Benchmarking (Kıyaslama, en iyi uygulamaları taklit etme):

Tekerleği yeniden icat etmeye gerek yok. Küreselleşme ile dünyadaki en iyi uygulamalar ile ilgili bilgiye erişebilir ve bu uygulamaları örnek alabilirsiniz. Tayvan’da Hyundai firmasının Toyota’nın son model bir otomobilini parçalara ayırarak tek tek her birini taklit etmesi ve kendi otomobilini üretmesi ürün geliştirmede Benchmarking kullanımı için bir örnektir. Amerikan Xerox firmasının, Japon Canon’un fotokopi makinelerini kendilerinin neredeyse yarı fiyatına Amerika da satmaya başlaması karşısında şok geçirmesinin ardından Canon un ve diğer Japon firmalarının süreçlerini taklit etmesi de Benchmarking sayılabilir.
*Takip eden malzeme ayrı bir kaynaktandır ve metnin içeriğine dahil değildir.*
//! Resource Inventory Cache
//!
//! Mirrors `{cluster × team × pipeline}` into a concurrent map keyed by
//! pipeline identity. Entries are `Arc<Pipeline>` values that are swapped,
//! never mutated, so a scan sees every pipeline either before or after an
//! update and never in between.

use std::collections::HashSet;
use std::ops::ControlFlow;
use std::sync::Arc;

use dashmap::DashMap;
use metrics::{counter, gauge};
use reqwest::Url;
use thiserror::Error;
use tracing::{debug, info, warn};

use broadcaster_client::{ClientError, ClusterApi, Clusters, pipeline_identity};
use broadcaster_core::domain::{Pipeline, ResourceConfig};

/// Limits which clusters, teams and pipelines are mirrored or listed.
///
/// `None` matches everything.
#[derive(Debug, Clone, Default, PartialEq, Eq)]
pub struct CacheFilter {
    pub cluster: Option<String>,
    pub team: Option<String>,
    pub pipeline: Option<String>,
}

impl CacheFilter {
    /// Trailing slashes are ignored, so `https://ci.example` selects
    /// the cluster `https://ci.example/`.
    pub fn allows_cluster(&self, url: &str) -> bool {
        self.cluster
            .as_deref()
            .is_none_or(|c| c.trim_end_matches('/') == url.trim_end_matches('/'))
    }

    pub fn allows_team(&self, team: &str) -> bool {
        self.team.as_deref().is_none_or(|t| t == team)
    }

    pub fn allows_pipeline(&self, name: &str) -> bool {
        self.pipeline.as_deref().is_none_or(|p| p == name)
    }

    /// Team and pipeline name check for an already cached pipeline.
    pub fn matches(&self, pipeline: &Pipeline) -> bool {
        self.allows_team(&pipeline.team) && self.allows_pipeline(&pipeline.name)
    }
}

/// Scope of a refresh failure that kept stale entries alive
#[derive(Debug)]
pub struct RefreshFailure {
    /// Cluster URL, or cluster URL plus team
    pub scope: String,
    pub error: ClientError,
}

#[derive(Debug, Error)]
pub enum CacheError {
    #[error("cache refresh incomplete: {}", describe(.failures))]
    Refresh { failures: Vec<RefreshFailure> },
}

fn describe(failures: &[RefreshFailure]) -> String {
    failures
        .iter()
        .map(|f| format!("{}: {}", f.scope, f.error))
        .collect::<Vec<_>>()
        .join("; ")
}

/// Cluster, or team of a cluster, whose entries survive a failed refresh
#[derive(Debug)]
struct PreservedScope {
    cluster: String,
    team: Option<String>,
}

impl PreservedScope {
    fn covers(&self, pipeline: &Pipeline) -> bool {
        pipeline.cluster == self.cluster && self.team.as_ref().is_none_or(|team| *team == pipeline.team)
    }
}

/// Counts from one refresh cycle
#[derive(Debug, Clone, Copy, Default, PartialEq, Eq)]
pub struct UpdateSummary {
    pub pipelines_seen: usize,
    pub replaced: usize,
    pub removed: usize,
    pub config_errors: usize,
}

/// Concurrent inventory of webhook-eligible resources
#[derive(Debug, Default)]
pub struct ResourceCache {
    entries: DashMap<String, Arc<Pipeline>>,
    filter: CacheFilter,
}

impl ResourceCache {
    pub fn new() -> Self {
        Self::default()
    }

    pub fn with_filter(filter: CacheFilter) -> Self {
        Self {
            entries: DashMap::new(),
            filter,
        }
    }

    // =============================================================================
    // Refresh
    // =============================================================================

    /// Pull the current inventory from every cluster.
    ///
    /// Per-pipeline failures keep the previous entry and are only logged.
    /// Cluster and team level failures keep every entry in their scope and
    /// are returned as [`CacheError::Refresh`] once all clusters were visited.
    pub async fn update(&self, clusters: &Clusters) -> Result<UpdateSummary, CacheError> {
        info!(clusters = clusters.len(), "starting cache update");

        let mut summary = UpdateSummary::default();
        let mut seen: HashSet<String> = HashSet::new();
        let mut preserved: Vec<PreservedScope> = Vec::new();
        let mut failures: Vec<RefreshFailure> = Vec::new();

        for cluster in clusters.iter() {
            let url = cluster.url().to_string();

            if !self.filter.allows_cluster(&url) {
                debug!(cluster = %url, "skipping cluster due to filter");
                continue;
            }

            if let Err(error) = self
                .update_cluster(cluster.as_ref(), &mut seen, &mut preserved, &mut failures, &mut summary)
                .await
            {
                warn!(cluster = %url, %error, "failed to refresh cluster, keeping cached pipelines");
                preserved.push(PreservedScope {
                    cluster: url.clone(),
                    team: None,
                });
                failures.push(RefreshFailure { scope: url, error });
            }
        }

        summary.removed = self.delete_unseen(&seen, &preserved);
        summary.pipelines_seen = seen.len();

        counter!("cache_updates_total").increment(1);
        gauge!("cache_pipelines").set(self.entries.len() as f64);

        info!(
            pipelines = self.entries.len(),
            replaced = summary.replaced,
            removed = summary.removed,
            "cache update finished"
        );

        if failures.is_empty() {
            Ok(summary)
        } else {
            counter!("cache_update_errors_total").increment(failures.len() as u64);
            Err(CacheError::Refresh { failures })
        }
    }

    async fn update_cluster(
        &self,
        cluster: &dyn ClusterApi,
        seen: &mut HashSet<String>,
        preserved: &mut Vec<PreservedScope>,
        failures: &mut Vec<RefreshFailure>,
        summary: &mut UpdateSummary,
    ) -> Result<(), ClientError> {
        cluster.refresh_token().await?;
        let teams = cluster.list_teams().await?;

        debug!(cluster = %cluster.url(), count = teams.len(), "updating teams");

        for team in teams {
            if !self.filter.allows_team(&team.name) {
                continue;
            }

            let pipelines = match cluster.list_pipelines(&team.name).await {
                Ok(pipelines) => pipelines,
                Err(error) => {
                    let scope = format!("{}{}/", cluster.url(), team.name);
                    warn!(cluster = %cluster.url(), team = %team.name, %error, "failed to list pipelines, keeping cached pipelines");
                    preserved.push(PreservedScope {
                        cluster: cluster.url().to_string(),
                        team: Some(team.name.clone()),
                    });
                    failures.push(RefreshFailure { scope, error });
                    continue;
                }
            };

            for summary_entry in pipelines {
                if !self.filter.allows_pipeline(&summary_entry.name) {
                    continue;
                }

                let pipeline_ref = summary_entry.pipeline_ref();
                let key = cluster.pipeline_identity(&team.name, &pipeline_ref);
                seen.insert(key.clone());

                let config = match cluster.pipeline_config(&team.name, &pipeline_ref).await {
                    Ok(Some(config)) => config,
                    Ok(None) => {
                        debug!(pipeline = %key, "pipeline vanished before its config was fetched");
                        seen.remove(&key);
                        continue;
                    }
                    Err(error) => {
                        warn!(pipeline = %key, %error, "failed to fetch pipeline config");
                        summary.config_errors += 1;
                        continue;
                    }
                };

                let unchanged = self
                    .entries
                    .get(&key)
                    .is_some_and(|entry| entry.version == config.version);
                if unchanged {
                    continue;
                }

                debug!(pipeline = %key, version = %config.version, "updating pipeline");

                let pipeline = Pipeline::new(
                    summary_entry.id,
                    cluster.url(),
                    team.name.clone(),
                    pipeline_ref,
                    config.version,
                    config.config.resources,
                );
                self.entries.insert(key, Arc::new(pipeline));
                summary.replaced += 1;
            }
        }

        Ok(())
    }

    /// Drop entries not seen this cycle, except those under a preserved scope.
    fn delete_unseen(&self, seen: &HashSet<String>, preserved: &[PreservedScope]) -> usize {
        let before = self.entries.len();

        self.entries.retain(|key, pipeline| {
            let keep = seen.contains(key) || preserved.iter().any(|scope| scope.covers(pipeline));
            if !keep {
                info!(pipeline = %key, "removing vanished pipeline");
            }
            keep
        });

        before.saturating_sub(self.entries.len())
    }

    // =============================================================================
    // Reads
    // =============================================================================

    /// Visit every resource of every cached pipeline until the visitor breaks.
    ///
    /// The set of pipelines is snapshotted first, so the visitor never runs
    /// while a map shard is locked.
    pub fn scan<F>(&self, mut visit: F)
    where
        F: FnMut(&Pipeline, &ResourceConfig) -> ControlFlow<()>,
    {
        let snapshot: Vec<Arc<Pipeline>> = self
            .entries
            .iter()
            .map(|entry| Arc::clone(entry.value()))
            .collect();

        for pipeline in &snapshot {
            for resource in &pipeline.resources {
                if visit(pipeline, resource).is_break() {
                    return;
                }
            }
        }
    }

    /// Store a pipeline under its identity, replacing any previous entry.
    pub fn insert(&self, pipeline: Pipeline) -> String {
        let key = pipeline_identity(&pipeline.cluster, &pipeline.team, &pipeline.pipeline_ref());
        self.entries.insert(key.clone(), Arc::new(pipeline));
        key
    }

    pub fn get(&self, key: &str) -> Option<Arc<Pipeline>> {
        self.entries.get(key).map(|entry| Arc::clone(entry.value()))
    }

    /// Sorted cache keys.
    pub fn keys(&self) -> Vec<String> {
        let mut keys: Vec<String> = self.entries.iter().map(|e| e.key().clone()).collect();
        keys.sort();
        keys
    }

    pub fn len(&self) -> usize {
        self.entries.len()
    }

    pub fn is_empty(&self) -> bool {
        self.entries.is_empty()
    }
}

/// Unauthenticated webhook-check URL for one resource.
///
/// `None` if the pipeline's cluster URL cannot be a base URL.
pub fn webhook_url(pipeline: &Pipeline, resource: &ResourceConfig) -> Option<String> {
    let mut url = Url::parse(&pipeline.cluster).ok()?;

    url.path_segments_mut()
        .ok()?
        .pop_if_empty()
        .extend([
            "api",
            "v1",
            "teams",
            pipeline.team.as_str(),
            "pipelines",
            pipeline.name.as_str(),
            "resources",
            resource.name.as_str(),
            "check",
            "webhook",
        ]);

    {
        let mut query = url.query_pairs_mut();
        if let Some(vars) = pipeline.pipeline_ref().vars_query() {
            query.append_pair("vars", &vars);
        }
        query.append_pair("webhook_token", &resource.webhook_token);
    }

    Some(url.to_string())
}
Benchmarking, sadece aynı sektördeki firmalar için geçerli değildir. Örneğin, Union Carbide firması müşteri hizmetleri alanında L.L. Bean şirketinin uygulamalarını, stokların yönetimi konusunda Wal-Mart’ın sistemini, küresel dağıtım konusunda da FedEx firmasının yöntemlerini örnek almıştır.

Downsizing (Küçülme):

Organizasyonun bazı çalışanların işine son verilerek küçültülmesi. Kısa dönemde etkileri kesin ve çabuk görülen bir çare olduğundan (downsizing yaptıklarını ilan eden firmaların, borsadaki hisse senedi fiyatları hemen yukarı fırlar nedense!) sık başvurulan bir yöntemdir.

Ömür boyu iş kavramı Japonya’da dahi sona ermiştir. Artık öyle annelerimizin telkin ettiği gibi ‘büyük bir şirkete kapağı atıp basamak basamak terfi etme’ devri geçti, çünkü iş güvenliği ortadan kalktı. Yaptığınız iş ne kadar rutin ise, kapıya o kadar yakınsınız; bir gün gelecek, daha ucuz iş gücü veya bilgisayarlar elinizden işinizi alacak.

Downsizing, çift taraflı bıçak kadar tehlikeli bir strateji. Bir kere şirkette kalan çalışanların motivasyonu hiçbir zaman eskisi gibi olmayacak, yönetime duydukları güven ve şirkete bağlılıkları azalacaktır. Hani en değerli varlığınız çalışanlarınız idi? Ayrıca firmalar bazen küçülmek uğruna değerli ve yetenekli çalışanlarını kaybetmektedirler ki, ‘kaş yaparken göz çıkarmak’ herhalde buna denir. Kısacası, downsizing ciddi kriz zamanlarında şirketin ayakta kalabilmesi için son çare olarak düşünülmelidir. Ancak ne yazık ki ilk başvurulan yöntem olmaktadır.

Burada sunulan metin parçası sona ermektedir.